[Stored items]

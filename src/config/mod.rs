//! Configuration Management
//!
//! Two independent inputs:
//! - Runner settings, resolved hierarchically (defaults → global → project →
//!   settings file → environment) by [`ConfigLoader`]
//! - The optional per-run pentest config file (YAML), parsed by [`parse_config`]

mod loader;
pub mod pentest;
mod types;

pub use loader::ConfigLoader;
pub use pentest::{PentestConfig, RetryPreset, parse_config, parse_config_str};
pub use types::*;
use console::style;

use crate::types::ClassifiedError;

pub struct Output;

impl Output {
    pub fn new() -> Self {
        Self
    }

    pub fn success(&self, message: &str) {
        println!("{} {}", style("✓").green(), message);
    }

    pub fn error(&self, message: &str) {
        eprintln!("{} {}", style("✗").red(), message);
    }

    pub fn warning(&self, message: &str) {
        println!("{} {}", style("⚠").yellow(), message);
    }

    pub fn info(&self, message: &str) {
        println!("{} {}", style("ℹ").blue(), message);
    }

    pub fn header(&self, message: &str) {
        println!("\n{}", style(message).bold().underlined());
    }

    /// Aligned "key: value" line
    pub fn field(&self, key: &str, value: impl std::fmt::Display) {
        println!("  {:<12} {}", style(format!("{}:", key)).dim(), value);
    }

    /// Category-specific failure with its code, retry hint and context
    pub fn classified(&self, err: &ClassifiedError) {
        let label = match err.code {
            Some(code) => format!("{} error ({})", err.category, code),
            None => format!("{} error", err.category),
        };
        self.error(&format!("{}: {}", style(label).bold(), err.message));
        if err.retryable {
            eprintln!("  {}", style("This error is transient; retrying may succeed.").dim());
        }
        for (key, value) in &err.context {
            eprintln!("  {} {}", style(format!("{}:", key)).dim(), value);
        }
    }
}

impl Default for Output {
    fn default() -> Self {
        Self::new()
    }
}
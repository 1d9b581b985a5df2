//! OpenAI API Provider
//!
//! Completion provider using OpenAI's Chat Completions API.
//! One request per call; no retries here (retry policy belongs to callers).

use async_trait::async_trait;
use serde::{Deserialize, Serialize};
use std::time::{Duration, Instant};
use tracing::debug;

use super::{Completion, CompletionProvider, CompletionRequest};
use crate::ai::credential::Credential;
use crate::constants::openai as openai_constants;
use crate::types::{GateError, Result};

/// OpenAI API Provider
///
/// Holds no credential: the key is supplied per request.
#[derive(Debug)]
pub struct OpenAiProvider {
    api_base: String,
    client: reqwest::Client,
}

impl OpenAiProvider {
    pub fn new(api_base: &str) -> Result<Self> {
        let client = reqwest::Client::builder()
            .connect_timeout(Duration::from_secs(openai_constants::CONNECT_TIMEOUT_SECS))
            .build()?;

        Ok(Self {
            api_base: api_base.trim_end_matches('/').to_string(),
            client,
        })
    }

    fn completions_url(&self) -> String {
        format!("{}/chat/completions", self.api_base)
    }

    fn build_request(request: &CompletionRequest) -> ChatCompletionRequest<'_> {
        ChatCompletionRequest {
            model: &request.model,
            messages: vec![ChatMessage {
                role: "user",
                content: &request.prompt,
            }],
            max_completion_tokens: request.max_completion_tokens,
        }
    }
}

#[async_trait]
impl CompletionProvider for OpenAiProvider {
    async fn complete(
        &self,
        credential: &Credential,
        request: &CompletionRequest,
    ) -> Result<Completion> {
        debug!(
            model = %request.model,
            max_completion_tokens = request.max_completion_tokens,
            "Sending request to OpenAI API"
        );

        let start_time = Instant::now();
        let response = self
            .client
            .post(self.completions_url())
            .header("Authorization", credential.bearer())
            .header("Content-Type", "application/json")
            .json(&Self::build_request(request))
            .send()
            .await?;

        let status = response.status();
        if !status.is_success() {
            let body = response.text().await.unwrap_or_default();
            return Err(GateError::Http {
                status: status.as_u16(),
                body,
            });
        }

        let body: ChatCompletionResponse = response.json().await?;
        debug!(
            elapsed_ms = start_time.elapsed().as_millis() as u64,
            "Received response from OpenAI"
        );

        let text = body
            .choices
            .into_iter()
            .next()
            .and_then(|c| c.message.content)
            .unwrap_or_default();

        Ok(Completion {
            text,
            model: body.model.unwrap_or_else(|| request.model.clone()),
            total_tokens: body.usage.and_then(|u| u.total_tokens),
        })
    }

    fn name(&self) -> &str {
        "openai"
    }
}

// Request/Response types

#[derive(Debug, Serialize)]
struct ChatCompletionRequest<'a> {
    model: &'a str,
    messages: Vec<ChatMessage<'a>>,
    max_completion_tokens: u32,
}

#[derive(Debug, Serialize)]
struct ChatMessage<'a> {
    role: &'static str,
    content: &'a str,
}

#[derive(Debug, Deserialize)]
struct ChatCompletionResponse {
    #[serde(default)]
    model: Option<String>,
    #[serde(default)]
    choices: Vec<Choice>,
    #[serde(default)]
    usage: Option<UsageInfo>,
}

#[derive(Debug, Deserialize)]
struct Choice {
    message: ResponseMessage,
}

#[derive(Debug, Deserialize)]
struct ResponseMessage {
    content: Option<String>,
}

#[derive(Debug, Deserialize)]
struct UsageInfo {
    total_tokens: Option<u32>,
}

_Work item_
Go through the records above and write each one out again exactly.

_Task result_
filename src/config/mod.rs
//! Configuration Management
//!
//! Two independent inputs:
//! - Runner settings, resolved hierarchically (defaults → global → project →
//!   settings file → environment) by [`ConfigLoader`]
//! - The optional per-run pentest config file (YAML), parsed by [`parse_config`]

mod loader;
pub mod pentest;
mod types;

pub use loader::ConfigLoader;
pub use pentest::{PentestConfig, RetryPreset, parse_config, parse_config_str};
pub use types::*;
use console::style;

use crate::types::ClassifiedError;

pub struct Output;

impl Output {
    pub fn new() -> Self {
        Self
    }

    pub fn success(&self, message: &str) {
        println!("{} {}", style("✓").green(), message);
    }

    pub fn error(&self, message: &str) {
        eprintln!("{} {}", style("✗").red(), message);
    }

    pub fn warning(&self, message: &str) {
        println!("{} {}", style("⚠").yellow(), message);
    }

    pub fn info(&self, message: &str) {
        println!("{} {}", style("ℹ").blue(), message);
    }

    pub fn header(&self, message: &str) {
        println!("\n{}", style(message).bold().underlined());
    }

    /// Aligned "key: value" line
    pub fn field(&self, key: &str, value: impl std::fmt::Display) {
        println!("  {:<12} {}", style(format!("{}:", key)).dim(), value);
    }

    /// Category-specific failure with its code, retry hint and context
    pub fn classified(&self, err: &ClassifiedError) {
        let label = match err.code {
            Some(code) => format!("{} error ({})", err.category, code),
            None => format!("{} error", err.category),
        };
        self.error(&format!("{}: {}", style(label).bold(), err.message));
        if err.retryable {
            eprintln!("  {}", style("This error is transient; retrying may succeed.").dim());
        }
        for (key, value) in &err.context {
            eprintln!("  {} {}", style(format!("{}:", key)).dim(), value);
        }
    }
}

impl Default for Output {
    fn default() -> Self {
        Self::new()
    }
}
repository 1d9b581b985a5df2
//! OpenAI API Provider
//!
//! Completion provider using OpenAI's Chat Completions API.
//! One request per call; no retries here (retry policy belongs to callers).

use async_trait::async_trait;
use serde::{Deserialize, Serialize};
use std::time::{Duration, Instant};
use tracing::debug;

use super::{Completion, CompletionProvider, CompletionRequest};
use crate::ai::credential::Credential;
use crate::constants::openai as openai_constants;
use crate::types::{GateError, Result};

/// OpenAI API Provider
///
/// Holds no credential: the key is supplied per request.
#[derive(Debug)]
pub struct OpenAiProvider {
    api_base: String,
    client: reqwest::Client,
}

impl OpenAiProvider {
    pub fn new(api_base: &str) -> Result<Self> {
        let client = reqwest::Client::builder()
            .connect_timeout(Duration::from_secs(openai_constants::CONNECT_TIMEOUT_SECS))
            .build()?;

        Ok(Self {
            api_base: api_base.trim_end_matches('/').to_string(),
            client,
        })
    }

    fn completions_url(&self) -> String {
        format!("{}/chat/completions", self.api_base)
    }

    fn build_request(request: &CompletionRequest) -> ChatCompletionRequest<'_> {
        ChatCompletionRequest {
            model: &request.model,
            messages: vec![ChatMessage {
                role: "user",
                content: &request.prompt,
            }],
            max_completion_tokens: request.max_completion_tokens,
        }
    }
}

#[async_trait]
impl CompletionProvider for OpenAiProvider {
    async fn complete(
        &self,
        credential: &Credential,
        request: &CompletionRequest,
    ) -> Result<Completion> {
        debug!(
            model = %request.model,
            max_completion_tokens = request.max_completion_tokens,
            "Sending request to OpenAI API"
        );

        let start_time = Instant::now();
        let response = self
            .client
            .post(self.completions_url())
            .header("Authorization", credential.bearer())
            .header("Content-Type", "application/json")
            .json(&Self::build_request(request))
            .send()
            .await?;

        let status = response.status();
        if !status.is_success() {
            let body = response.text().await.unwrap_or_default();
            return Err(GateError::Http {
                status: status.as_u16(),
                body,
            });
        }

        let body: ChatCompletionResponse = response.json().await?;
        debug!(
            elapsed_ms = start_time.elapsed().as_millis() as u64,
            "Received response from OpenAI"
        );

        let text = body
            .choices
            .into_iter()
            .next()
            .and_then(|c| c.message.content)
            .unwrap_or_default();

        Ok(Completion {
            text,
            model: body.model.unwrap_or_else(|| request.model.clone()),
            total_tokens: body.usage.and_then(|u| u.total_tokens),
        })
    }

    fn name(&self) -> &str {
        "openai"
    }
}

// Request/Response types

#[derive(Debug, Serialize)]
struct ChatCompletionRequest<'a> {
    model: &'a str,
    messages: Vec<ChatMessage<'a>>,
    max_completion_tokens: u32,
}

#[derive(Debug, Serialize)]
struct ChatMessage<'a> {
    role: &'static str,
    content: &'a str,
}

#[derive(Debug, Deserialize)]
struct ChatCompletionResponse {
    #[serde(default)]
    model: Option<String>,
    #[serde(default)]
    choices: Vec<Choice>,
    #[serde(default)]
    usage: Option<UsageInfo>,
}

#[derive(Debug, Deserialize)]
struct Choice {
    message: ResponseMessage,
}

#[derive(Debug, Deserialize)]
struct ResponseMessage {
    content: Option<String>,
}

#[derive(Debug, Deserialize)]
struct UsageInfo {
    total_tokens: Option<u32>,
}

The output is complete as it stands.